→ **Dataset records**
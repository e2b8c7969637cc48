//! bcrypt hashing, always run on the blocking pool so request I/O keeps moving.

use thiserror::Error;

#[derive(Debug, Error)]
pub enum PasswordError {
    #[error("bcrypt error: {0}")]
    Bcrypt(#[from] bcrypt::BcryptError),

    #[error("hashing task failed: {0}")]
    Join(#[from] tokio::task::JoinError),
}

pub async fn hash_password(password: &str, cost: u32) -> Result<String, PasswordError> {
    let password = password.to_owned();
    let hash = tokio::task::spawn_blocking(move || bcrypt::hash(password, cost)).await??;
    Ok(hash)
}

/// `Ok(false)` on mismatch; `Err` only when the stored hash itself is unusable.
pub async fn compare_password(password: &str, hash: &str) -> Result<bool, PasswordError> {
    let password = password.to_owned();
    let hash = hash.to_owned();
    let matches = tokio::task::spawn_blocking(move || bcrypt::verify(password, &hash)).await??;
    Ok(matches)
}

#[cfg(test)]
mod tests {
    use super::*;

    #[tokio::test]
    async fn hashes_and_compares() {
        let hash = hash_password("secret", 4).await.unwrap();

        assert_ne!(hash, "secret");
        assert!(compare_password("secret", &hash).await.unwrap());
        assert!(!compare_password("wrongPassword", &hash).await.unwrap());
    }

    #[tokio::test]
    async fn salts_each_hash() {
        let first = hash_password("secret", 4).await.unwrap();
        let second = hash_password("secret", 4).await.unwrap();
        assert_ne!(first, second);
    }

    #[tokio::test]
    async fn malformed_hash_is_an_error() {
        assert!(compare_password("secret", "not-a-bcrypt-hash").await.is_err());
    }
}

→ **Your objective**
So that nothing is lost, please repeat all of the entries exactly.

→ **Output of the exercise**
repository e2b8c7969637cc48
//! bcrypt hashing, always run on the blocking pool so request I/O keeps moving.

use thiserror::Error;

#[derive(Debug, Error)]
pub enum PasswordError {
    #[error("bcrypt error: {0}")]
    Bcrypt(#[from] bcrypt::BcryptError),

    #[error("hashing task failed: {0}")]
    Join(#[from] tokio::task::JoinError),
}

pub async fn hash_password(password: &str, cost: u32) -> Result<String, PasswordError> {
    let password = password.to_owned();
    let hash = tokio::task::spawn_blocking(move || bcrypt::hash(password, cost)).await??;
    Ok(hash)
}

/// `Ok(false)` on mismatch; `Err` only when the stored hash itself is unusable.
pub async fn compare_password(password: &str, hash: &str) -> Result<bool, PasswordError> {
    let password = password.to_owned();
    let hash = hash.to_owned();
    let matches = tokio::task::spawn_blocking(move || bcrypt::verify(password, &hash)).await??;
    Ok(matches)
}

#[cfg(test)]
mod tests {
    use super::*;

    #[tokio::test]
    async fn hashes_and_compares() {
        let hash = hash_password("secret", 4).await.unwrap();

        assert_ne!(hash, "secret");
        assert!(compare_password("secret", &hash).await.unwrap());
        assert!(!compare_password("wrongPassword", &hash).await.unwrap());
    }

    #[tokio::test]
    async fn salts_each_hash() {
        let first = hash_password("secret", 4).await.unwrap();
        let second = hash_password("secret", 4).await.unwrap();
        assert_ne!(first, second);
    }

    #[tokio::test]
    async fn malformed_hash_is_an_error() {
        assert!(compare_password("secret", "not-a-bcrypt-hash").await.is_err());
    }
}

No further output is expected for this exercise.